Dataset entries —
+++

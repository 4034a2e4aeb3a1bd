use serde::{Deserialize, Serialize};

use crate::batch::types::SectorBatch;
use crate::timeframe::Timeframe;

/// Per-timeframe freshness of the latest complete batch.
#[derive(Clone, Copy, Debug, PartialEq, Eq, Serialize, Deserialize)]
#[serde(rename_all = "snake_case")]
pub enum FreshnessState {
    Fresh,
    Stale,
    NoData,
}

/// Position of a batch's age relative to its timeframe threshold.
#[derive(Clone, Copy, Debug, PartialEq, Eq, Serialize, Deserialize)]
#[serde(rename_all = "snake_case")]
pub enum AgeStatus {
    Fresh,
    /// Not stale yet, but past the approaching ratio of the threshold.
    Approaching,
    Stale,
}

#[derive(Clone, Debug, PartialEq, Serialize, Deserialize)]
pub struct BatchAgeInfo {
    pub age_minutes: f64,
    pub threshold_minutes: u64,
    pub status: AgeStatus,
}

#[derive(Clone, Debug, PartialEq, Serialize, Deserialize)]
pub struct LatestBatch {
    pub batch: SectorBatch,
    pub is_stale: bool,
    pub age: BatchAgeInfo,
}

#[derive(Clone, Debug, PartialEq, Serialize, Deserialize)]
#[serde(tag = "issue", rename_all = "snake_case")]
pub enum IntegrityIssue {
    RecordCount { expected: usize, got: usize },
    DuplicateSector { sector: String },
    MissingSector { sector: String },
    UnknownSector { sector: String },
    BatchIdMismatch { expected: String, found: String },
    TimestampSpread { spread_ms: u64, tolerance_ms: u64 },
}

#[derive(Clone, Debug, PartialEq, Serialize, Deserialize)]
pub struct IntegrityReport {
    pub batch_id: String,
    pub issues: Vec<IntegrityIssue>,
}

impl IntegrityReport {
    pub fn is_valid(&self) -> bool {
        self.issues.is_empty()
    }
}

/// Observability view of one stored batch group.
#[derive(Clone, Debug, PartialEq, Serialize, Deserialize)]
pub struct BatchSummary {
    pub batch_id: String,
    pub timeframe: Timeframe,
    pub timestamp_ms: u64,
    pub record_count: usize,
    pub is_complete: bool,
    pub age_minutes: f64,
    pub total_sample_size: usize,
    pub mean_simple_score: f64,
}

+++

Your goal — Lines with "expected": return each one from the data above.

Output of the task —
    RecordCount { expected: usize, got: usize },
    BatchIdMismatch { expected: String, found: String },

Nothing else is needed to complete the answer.